With the help of collaborating laboratories, the scientists were able to apply the new method, which uses a “rational design” approach to making vaccines focused on specific binding areas (epitopes) on the virus. The result was designer vaccine proteins that the scientists showed stimulate the production of the desired virus-neutralizing antibodies in rhesus macaques.
 
“This was a proof-of-principle demonstration of a technology that could be very useful against HIV, influenza and other highly variable viruses that have been difficult to stop using traditional vaccine-design strategies,” said William R. Schief, associate professor of immunology at TSRI.
 
The research is reported in by the journal Nature on February 5, 2014.
 
artificial proteins
 
For the test case, the team used the Fold from Loops software to design proteins that incorporate and stabilize a broadly neutralizing epitope on respiratory syncytial virus(RSV), a significant cause of infant mortality for which no preventive vaccine is yet available. Winnowing thousands of design possibilities down to four that seemed to have the best properties, the team turned them over to collaborating laboratories for preclinical testing and analysis.
 
In rhesus macaque monkeys, whose immune systems are quite similar to humans’, the designer “immunogen” proteins showed great promise.

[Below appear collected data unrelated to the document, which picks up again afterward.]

//! Gap-free trend aggregation.
//!
//! The aggregator builds a skeleton of zero-valued labels covering the
//! window, one per bucket, then overwrites them with the rounded values the
//! data source returned for each bucket key.

use chrono::{DateTime, Offset};
use chrono_tz::Tz;
use tracing::{debug, warn};

use super::dialect::DialectRegistry;
use super::metric::{
    Describe, HasRangeSelection, HasRounding, Metric, MetricRequest, TrendMetric,
};
use super::range::RangeResolver;
use super::resolve::MetricContext;
use crate::domain::calendar::{self, localize};
use crate::domain::{
    bucket_label, parse_bucket_key, DateRange, MetricResult, RangedDescriptor, Series,
    TrendResult, TrendUnit,
};
use crate::error::Result;
use crate::port::outbound::source::{Between, DataSource, GroupKey, GroupedQuery, GroupedRow};

/// Computes [`TrendResult`]s for [`TrendMetric`]s.
pub struct TrendAggregator<'a> {
    source: &'a dyn DataSource,
    resolver: &'a RangeResolver,
    dialects: &'a DialectRegistry,
}

impl<'a> TrendAggregator<'a> {
    pub fn new(
        source: &'a dyn DataSource,
        resolver: &'a RangeResolver,
        dialects: &'a DialectRegistry,
    ) -> Self {
        Self {
            source,
            resolver,
            dialects,
        }
    }

    /// Aggregate `metric` over the window selected by `requested` (or the
    /// metric's defaults).
    ///
    /// # Errors
    /// Propagates range, expression, calendar and data source errors. No
    /// partial result is returned.
    pub fn aggregate(&self, metric: &TrendMetric, requested: Option<&str>) -> Result<TrendResult> {
        let tz = metric.meta.timezone;
        let unit = metric.unit;
        let now = self.resolver.clock().now_in(tz);

        let window = metric.select_window(self.resolver, tz, requested, Some(unit.as_str()))?;
        let range = window
            .range
            .as_ref()
            .map(|range| range.with_interval(unit.interval()));

        let column = metric
            .column
            .clone()
            .unwrap_or_else(|| self.source.key_column().to_string());
        let date_column = metric
            .date_column
            .clone()
            .unwrap_or_else(|| self.source.created_at_column().to_string());

        let offset_seconds = now.offset().fix().local_minus_utc();
        let bucket = self
            .dialects
            .bucket(self.source.backend(), &date_column, unit, offset_seconds)?;

        let between = range.as_ref().map(|range| {
            let (start, end) = range.to_utc_bounds();
            Between {
                column: date_column.clone(),
                start,
                end,
            }
        });

        let rows = self.source.grouped(&GroupedQuery {
            function: metric.function,
            column,
            group: GroupKey::Bucket(bucket),
            between,
        })?;

        let skeleton_start = match &range {
            Some(range) => Some(bucket_containing(range.start(), unit)?),
            None => earliest_bucket(&rows, unit, tz)?,
        };

        let mut trend = Series::new();
        if let Some(mut cursor) = skeleton_start {
            while cursor.start() <= &now {
                trend.set(
                    bucket_label(&cursor.start().naive_local(), unit, metric.twelve_hour_time),
                    0.0,
                );
                cursor = cursor.next()?;
            }
        }
        let expected = trend.len();

        for row in &rows {
            let local = parse_bucket_key(&row.key, unit)?;
            let label = bucket_label(&local, unit, metric.twelve_hour_time);
            if !trend.contains(&label) {
                warn!(
                    metric = %metric.uri_key(),
                    key = %row.key,
                    label = %label,
                    "Bucket outside the expected range; appending"
                );
            }
            trend.set(label, metric.round(row.aggregate));
        }

        trend.map_values(|value| metric.transformed(value));
        let value = trend.last().map(|(_, value)| value);

        debug!(
            metric = %metric.uri_key(),
            unit = %unit,
            buckets = trend.len(),
            expected,
            rows = rows.len(),
            "Aggregated trend"
        );

        Ok(TrendResult {
            descriptor: metric.descriptor(),
            value,
            trend,
            prefix: metric.prefix.clone(),
            suffix: metric.suffix.clone(),
            ranged: RangedDescriptor {
                selected_range_key: window.key,
                range,
                ranges: metric.range_options(),
            },
        })
    }
}

/// The one-bucket range that contains `at`, aligned to the unit boundary.
fn bucket_containing(at: &DateTime<Tz>, unit: TrendUnit) -> Result<DateRange> {
    let start = match unit {
        TrendUnit::Month => calendar::start_of_month(at)?,
        TrendUnit::Week => calendar::start_of_week(at)?,
        TrendUnit::Day => calendar::start_of_day(at)?,
        TrendUnit::Hour => calendar::start_of_hour(at)?,
        TrendUnit::Minute => calendar::start_of_minute(at)?,
    };
    Ok(DateRange::new(
        start.clone(),
        start,
        Some(unit.interval()),
    )?)
}

/// A one-bucket range at the earliest key returned, for unbounded trends.
fn earliest_bucket(rows: &[GroupedRow], unit: TrendUnit, tz: Tz) -> Result<Option<DateRange>> {
    let mut earliest = None;
    for row in rows {
        let local = parse_bucket_key(&row.key, unit)?;
        if earliest.map_or(true, |current| local < current) {
            earliest = Some(local);
        }
    }
    let Some(local) = earliest else {
        return Ok(None);
    };
    let start: DateTime<Tz> = localize(local, tz)?;
    Ok(Some(DateRange::new(
        start.clone(),
        start,
        Some(unit.interval()),
    )?))
}

impl Metric for TrendMetric {
    fn calculate(&self, ctx: &MetricContext, request: &MetricRequest) -> Result<MetricResult> {
        TrendAggregator::new(ctx.source.as_ref(), &ctx.resolver, &ctx.dialects)
            .aggregate(self, request.range())
            .map(MetricResult::Trend)
    }
}

#[cfg(test)]
mod tests {
    use super::*;
    use crate::adapter::outbound::clock::FixedClock;
    use crate::adapter::outbound::memory::{MemoryRecord, MemorySource};
    use crate::domain::{AggregateFunction, Rounding, RoundingMode};
    use crate::error::{Error, ExpressionError};
    use chrono::{TimeZone, Utc};
    use std::sync::Arc;

    fn resolver() -> RangeResolver {
        let now = Utc.with_ymd_and_hms(2024, 3, 20, 15, 30, 0).unwrap();
        RangeResolver::new(Arc::new(FixedClock::new(now)))
    }

    fn at(m: u32, d: u32, h: u32) -> DateTime<Utc> {
        Utc.with_ymd_and_hms(2024, m, d, h, 0, 0).unwrap()
    }

    fn run(source: &MemorySource, metric: &TrendMetric, range: Option<&str>) -> Result<TrendResult> {
        let resolver = resolver();
        let dialects = DialectRegistry::new();
        TrendAggregator::new(source, &resolver, &dialects).aggregate(metric, range)
    }

    #[test]
    fn empty_source_yields_zero_filled_days() {
        let source = MemorySource::new();
        let metric = TrendMetric::new("Signups").unit(TrendUnit::Day);
        let result = run(&source, &metric, Some("30")).unwrap();

        assert_eq!(result.trend.len(), 31);
        assert!(result.trend.iter().all(|(_, value)| value == 0.0));
        assert_eq!(result.trend.labels().next(), Some("February 19, 2024"));
        assert_eq!(result.trend.last(), Some(("March 20, 2024", 0.0)));
        assert_eq!(result.value, Some(0.0));
    }

    #[test]
    fn merge_overwrites_zeros_with_data() {
        let source = MemorySource::new().with_records([
            MemoryRecord::at(at(3, 18, 9)),
            MemoryRecord::at(at(3, 18, 17)),
            MemoryRecord::at(at(3, 20, 1)),
        ]);
        let metric = TrendMetric::new("Signups").unit(TrendUnit::Day);
        let result = run(&source, &metric, Some("7")).unwrap();

        assert_eq!(result.trend.len(), 8);
        assert_eq!(result.trend.get("March 18, 2024"), Some(2.0));
        assert_eq!(result.trend.get("March 19, 2024"), Some(0.0));
        assert_eq!(result.value, Some(1.0));
    }

    #[test]
    fn weekly_and_monthly_bucket_counts() {
        let source = MemorySource::new();
        let weekly = TrendMetric::new("W").unit(TrendUnit::Week);
        assert_eq!(run(&source, &weekly, Some("P5W")).unwrap().trend.len(), 6);
        assert_eq!(run(&source, &weekly, Some("year")).unwrap().trend.len(), 53);

        let monthly = TrendMetric::new("M").unit(TrendUnit::Month);
        let result = run(&source, &monthly, Some("month")).unwrap();
        let labels: Vec<_> = result.trend.labels().collect();
        assert_eq!(labels, ["February 2024", "March 2024"]);
    }

    #[test]
    fn unaligned_windows_still_reach_the_current_bucket() {
        let source = MemorySource::new();

        // MTD starts on Friday March 1.
        let weekly = TrendMetric::new("W").unit(TrendUnit::Week);
        let result = run(&source, &weekly, Some("MTD")).unwrap();
        let labels: Vec<_> = result.trend.labels().collect();
        assert_eq!(
            labels,
            [
                "February 26 - March 3",
                "March 4 - March 10",
                "March 11 - March 17",
                "March 18 - March 24",
            ]
        );

        // Fifty days back is January 30.
        let monthly = TrendMetric::new("M").unit(TrendUnit::Month);
        let result = run(&source, &monthly, Some("P50D")).unwrap();
        let labels: Vec<_> = result.trend.labels().collect();
        assert_eq!(labels, ["January 2024", "February 2024", "March 2024"]);
    }

    #[test]
    fn headline_comes_from_the_current_bucket() {
        let source = MemorySource::new().with_records([
            MemoryRecord::at(at(3, 4, 9)),
            MemoryRecord::at(at(3, 19, 9)),
            MemoryRecord::at(at(3, 20, 9)),
        ]);
        let metric = TrendMetric::new("W").unit(TrendUnit::Week);
        let result = run(&source, &metric, Some("MTD")).unwrap();
        assert_eq!(result.trend.len(), 4);
        assert_eq!(result.value, Some(2.0));
    }

    #[test]
    fn unit_rolling_range_is_the_default_window() {
        let source = MemorySource::new();
        let metric = TrendMetric::new("Hourly").unit(TrendUnit::Hour).twelve_hour_time(false);
        let result = run(&source, &metric, None).unwrap();
        let labels: Vec<_> = result.trend.labels().collect();
        assert_eq!(labels, ["March 20 - 14:00", "March 20 - 15:00"]);
        assert_eq!(result.ranged.selected_range_key, None);
    }

    #[test]
    fn values_are_rounded_and_transformed() {
        let source = MemorySource::new().with_records([
            MemoryRecord::at(at(3, 20, 10)).value("cents", 1049.0),
            MemoryRecord::at(at(3, 20, 11)).value("cents", 1.0),
        ]);
        let metric = TrendMetric::new("Revenue")
            .unit(TrendUnit::Day)
            .function(AggregateFunction::Sum, Some("cents"))
            .with_rounding(Rounding::new(0, RoundingMode::HalfUp))
            .transform(|cents| cents / 100.0);
        let result = run(&source, &metric, Some("today")).unwrap();
        assert_eq!(result.value, Some(10.5));
    }

    #[test]
    fn buckets_use_metric_timezone() {
        // 03:00 UTC on the 20th is still the 19th in New York.
        let source = MemorySource::new().with_records([MemoryRecord::at(at(3, 20, 3))]);
        let metric = TrendMetric::new("Local")
            .unit(TrendUnit::Day)
            .timezone(chrono_tz::America::New_York);
        let result = run(&source, &metric, Some("3")).unwrap();
        assert_eq!(result.trend.get("March 19, 2024"), Some(1.0));
        assert_eq!(result.trend.get("March 20, 2024"), Some(0.0));
    }

    #[test]
    fn unbounded_trend_starts_at_earliest_bucket() {
        let source = MemorySource::new().with_records([
            MemoryRecord::at(at(1, 10, 0)),
            MemoryRecord::at(at(3, 2, 0)),
        ]);
        let metric = TrendMetric::new("All Time").unit(TrendUnit::Month);
        let result = run(&source, &metric, Some("ALL")).unwrap();
        let labels: Vec<_> = result.trend.labels().collect();
        assert_eq!(labels, ["January 2024", "February 2024", "March 2024"]);
        assert_eq!(result.trend.get("January 2024"), Some(1.0));
        assert!(result.ranged.range.is_none());
    }

    #[test]
    fn unbounded_trend_without_rows_is_empty() {
        let metric = TrendMetric::new("All Time").unit(TrendUnit::Month);
        let result = run(&MemorySource::new(), &metric, Some("ALL")).unwrap();
        assert!(result.trend.is_empty());
        assert_eq!(result.value, None);
    }

    #[test]
    fn explicit_range_overrides_tokens() {
        let start = chrono_tz::UTC.with_ymd_and_hms(2024, 3, 18, 0, 0, 0).unwrap();
        let end = chrono_tz::UTC.with_ymd_and_hms(2024, 3, 20, 0, 0, 0).unwrap();
        let metric = TrendMetric::new("Pinned")
            .unit(TrendUnit::Day)
            .range(DateRange::new(start, end, None).unwrap());
        let result = run(&MemorySource::new(), &metric, Some("365")).unwrap();
        assert_eq!(result.trend.len(), 3);
        assert_eq!(result.ranged.selected_range_key, None);
    }

    #[test]
    fn unsupported_backend_fails_before_querying() {
        let source = MemorySource::new().with_backend("oracle");
        let metric = TrendMetric::new("Signups");
        let err = run(&source, &metric, Some("7")).unwrap_err();
        assert!(matches!(
            err,
            Error::Expression(ExpressionError::UnsupportedBackend { .. })
        ));
    }

    #[test]
    fn serializes_trend_in_label_order() {
        let source = MemorySource::new();
        let metric = TrendMetric::new("Signups").unit(TrendUnit::Day).prefix("#");
        let result = run(&source, &metric, Some("1")).unwrap();
        let json = serde_json::to_string(&MetricResult::Trend(result)).unwrap();
        assert!(json.contains(r#""trend":{"March 19, 2024":0.0,"March 20, 2024":0.0}"#));
        assert!(json.contains(r#""selected_range_key":"1""#));
        assert!(json.contains(r##""prefix":"#""##));
    }
}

After five immunizations, 12 of 16 monkeys were producing robust amounts of antibodies that could neutralize RSV in the lab dish.
 
“It’s unusual to take a newly designed protein and immunize rhesus macaques with it,” said Schief. “We were fortunate to collaborate with Philip Johnson at Children’s Hospital in Philadelphia, whose laboratory performed those immunizations.”
 
Analyses of the animals’ immune responses were conducted at Johnson’s laboratory and at the laboratory of James E. Crowe, Jr., at Vanderbilt University Medical Center and in Barney Graham’s lab at the NIH/NIAID Vaccine Research Center.
 
At the laboratory of Roland K. Strong at Fred Hutchinson Cancer Research Center in Seattle, researchers performed X-ray crystallography of two neutralizing monoclonal antibodies produced by the macaques—antibodies that had never been described before—and confirmed that each hit the desired virus epitope.
 
Having proven the principle of epitope-specific design, Schief and his colleagues now hope to continue this line of research and produce a working RSV vaccine. “RSV is estimated to cause nearly seven percent of all human deaths worldwide in children ages one month to one year,” said Schief. “Beyond that, RSV sends millions of kids to the hospital and right now there is no licensed vaccine. So we are going to push hard to see if we can make a vaccine for infants and children using these new technologies. We’re also trying to improve this protein design method further and apply it to other vaccine projects including HIV and influenza vaccines.”
 
Source:
Medical Xpress
 
This entry was posted on Sunday, February 16th, 2014 (last updated)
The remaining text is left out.